In Brownsville, Josiah tells Claire the men are putting up their tents for the night down the road. Claire busts out the “Jesus H. Roosevelt Christ!” as she realizes Keziah also needs his tonsils out. She doesn’t think Keziah can wait for surgery and she needs the (possibly) penicillin she’s been brewing in her surgery back home. Jamie tells her she needs to take Josiah and Keziah home, heal them, and return to him. He assigns Roger to accompany Claire and the boys home at dawn. When Roger protests, Jamie tells him that he made him a Captain before he was ready and orders him to take Claire home.

Brianna throws her sketches of Stephen Bonnet in the fire.

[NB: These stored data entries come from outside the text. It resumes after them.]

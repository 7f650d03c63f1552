/// Record shapes held by the document store
///
/// Field names go over the wire in camelCase (`createdAt`, `resumeLink`).

use serde::{Deserialize, Serialize};

/// Collection holding project records
pub const PROJECTS_COLLECTION: &str = "projects";

/// Collection and key addressing the singleton profile document
pub const SETTINGS_COLLECTION: &str = "settings";
pub const PROFILE_KEY: &str = "profile";

/// A portfolio project entry
#[derive(Debug, Clone, PartialEq, Eq, Serialize, Deserialize)]
#[serde(rename_all = "camelCase")]
pub struct Project {
    /// Store-assigned identifier
    pub id: String,
    pub title: String,
    pub description: String,
    pub category: String,
    pub tags: Vec<String>,
    /// Image reference (URL or storage path)
    pub image: String,
    /// External link to the live project or repository
    pub link: String,
    /// Creation time in epoch milliseconds, stamped by the store
    pub created_at: i64,
}

/// Payload for creating a project
///
/// Unknown fields such as `id` or `createdAt` are ignored on deserialization,
/// so a caller can never choose either value.
#[derive(Debug, Clone, Default, PartialEq, Eq, Serialize, Deserialize)]
#[serde(rename_all = "camelCase")]
pub struct NewProject {
    pub title: String,
    #[serde(default)]
    pub description: String,
    #[serde(default)]
    pub category: String,
    #[serde(default)]
    pub tags: Vec<String>,
    #[serde(default)]
    pub image: String,
    #[serde(default)]
    pub link: String,
}

/// Partial project update; absent fields keep their stored value
#[derive(Debug, Clone, Default, PartialEq, Eq, Serialize, Deserialize)]
#[serde(rename_all = "camelCase")]
pub struct ProjectUpdate {
    pub title: Option<String>,
    pub description: Option<String>,
    pub category: Option<String>,
    pub tags: Option<Vec<String>>,
    pub image: Option<String>,
    pub link: Option<String>,
    pub created_at: Option<i64>,
}

/// The site owner's profile, stored as a singleton document
#[derive(Debug, Clone, PartialEq, Eq, Serialize, Deserialize)]
#[serde(rename_all = "camelCase")]
pub struct Profile {
    pub name: String,
    pub tagline: String,
    pub description: String,
    pub image: String,
    pub resume_link: String,
    pub email: String,
}

impl Default for Profile {
    /// Profile shown until the first write
    fn default() -> Self {
        Self {
            name: "Product Designer".to_string(),
            tagline: "Designing with purpose, building with code.".to_string(),
            description: "I am a passionate designer and developer focusing on crafting intuitive digital experiences.".to_string(),
            image: String::new(),
            resume_link: "#".to_string(),
            email: "hello@example.com".to_string(),
        }
    }
}

/// Partial profile update, merged into the stored document
#[derive(Debug, Clone, Default, PartialEq, Eq, Serialize, Deserialize)]
#[serde(rename_all = "camelCase")]
pub struct ProfileUpdate {
    pub name: Option<String>,
    pub tagline: Option<String>,
    pub description: Option<String>,
    pub image: Option<String>,
    pub resume_link: Option<String>,
    pub email: Option<String>,
}

impl ProfileUpdate {
    /// Apply the supplied fields on top of `profile`
    pub fn merge_into(self, profile: &mut Profile) {
        if let Some(name) = self.name {
            profile.name = name;
        }
        if let Some(tagline) = self.tagline {
            profile.tagline = tagline;
        }
        if let Some(description) = self.description {
            profile.description = description;
        }
        if let Some(image) = self.image {
            profile.image = image;
        }
        if let Some(resume_link) = self.resume_link {
            profile.resume_link = resume_link;
        }
        if let Some(email) = self.email {
            profile.email = email;
        }
    }
}

#[cfg(test)]
mod tests {
    use super::*;

    #[test]
    fn test_new_project_ignores_id_and_created_at() {
        let payload = serde_json::json!({
            "id": "chosen-by-caller",
            "title": "Kiln",
            "createdAt": 42,
            "tags": ["rust"]
        });
        let project: NewProject = serde_json::from_value(payload).unwrap();
        assert_eq!(project.title, "Kiln");
        assert_eq!(project.tags, vec!["rust".to_string()]);
        assert!(project.description.is_empty());
    }

    #[test]
    fn test_profile_update_merges_only_supplied_fields() {
        let mut profile = Profile::default();
        ProfileUpdate {
            tagline: Some("Shipping small tools".to_string()),
            resume_link: Some("https://example.com/cv.pdf".to_string()),
            ..Default::default()
        }
        .merge_into(&mut profile);

        assert_eq!(profile.name, "Product Designer");
        assert_eq!(profile.tagline, "Shipping small tools");
        assert_eq!(profile.resume_link, "https://example.com/cv.pdf");
    }

    #[test]
    fn test_profile_serializes_camel_case() {
        let json = serde_json::to_value(Profile::default()).unwrap();
        assert_eq!(json["resumeLink"], "#");
        assert!(json.get("resume_link").is_none());
    }
}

Revelry in Brownsville. Lucinda and her husband tell Claire that they would love to take the Beardsley baby. Someone lays out swords and Jamie dances. (Where’s Murtagh when we need him? Alas, he’s a Regulator now.) Jamie and Claire steal away for a private drunken moment. In a sweet scene that makes me tear up, Jamie asks Claire if she wants to keep “wee Bonnie,” because she may be the last chance for the two of them to raise a child together. Claire thanks him, but says she thinks Lucinda needs Bonnie more than anyone, and reminds Jamie that they might soon die in a fire. (Ah, romance.) They hear a gunshot. Alicia is nearby in the woods trying to kill herself and has wounded her shoulder. Claire takes her back to the room upstairs to tend her wound. Claire mentions Alicia’s “baby” in front of Jamie, then asks him to get some whiskey.

Outside, Jamie runs into Isaiah Morton, who has come back because he wants to see Alicia. While chastising Morton, Jamie mentions that Alicia is with child. Morton pulls a gun on him and demands Jamie take him to Alicia. Jamie and Morton join Alicia and Claire upstairs. The lovers reconcile. Roger comes in the room, sees Morton, and asks, “What are you thinking, coming back?” Isaiah responds, “I’m a fool, as ye said, as are ye, and as is the Colonel.” Isaiah challenges them to say they could leave the women they love if so ordered. They do not, and he and Alicia profess their love for one another again.

Early morning. Jamie leads Alicia and Isaiah on a horse out of Brownsville, but the horse accidentally knocks barrels down, causing a ruckus — I mean, a stramash. Jamie lets all the horses out of their pen as a distraction. The men come out and run after the horses. Jamie comes back with the billy goat and blames him for startling the horses. Jamie, Richard, and Lionel stare at each other meaningfully, but the Browns don’t call his bluff. Why would he lie about a billy goat?

Claire’s voiceover happens over a shot of her standing in the window that’s from the credit sequence. Her back is to us. As Alicia and Isaiah ride away, she muses that we all make choices, and all we can hope for “is that the good will outweigh the harm that may come of it.”

Let’s talk about choices. In the book, Roger doesn’t hand over Isaiah to the Browns. While he does distract everyone with whiskey and song, he handles the situation better overall and when Jamie arrives in Brownsville, he tells Roger that he did a good job. It’s a scene that helps Roger appear more competent and brings he and Jamie closer together. In the show, they chose to take the opposite route. This version makes Roger seem less competent in the eyes of the viewer, the men of the militia, and Jamie. It also drives he and Jamie farther apart.

I’m guessing they did this to accelerate the conflict between Roger and Jamie before a key plot point that will probably come sooner on the show than in the book, since we only have 12 episodes to get through a giant book. I guess we’ll see. I’m not a huge fan of Roger, but I’m sad that they’ve taken away an opportunity for him to show competence in the past. He doesn’t have too many chances to shine in the 1770s, poor guy. This one is lost.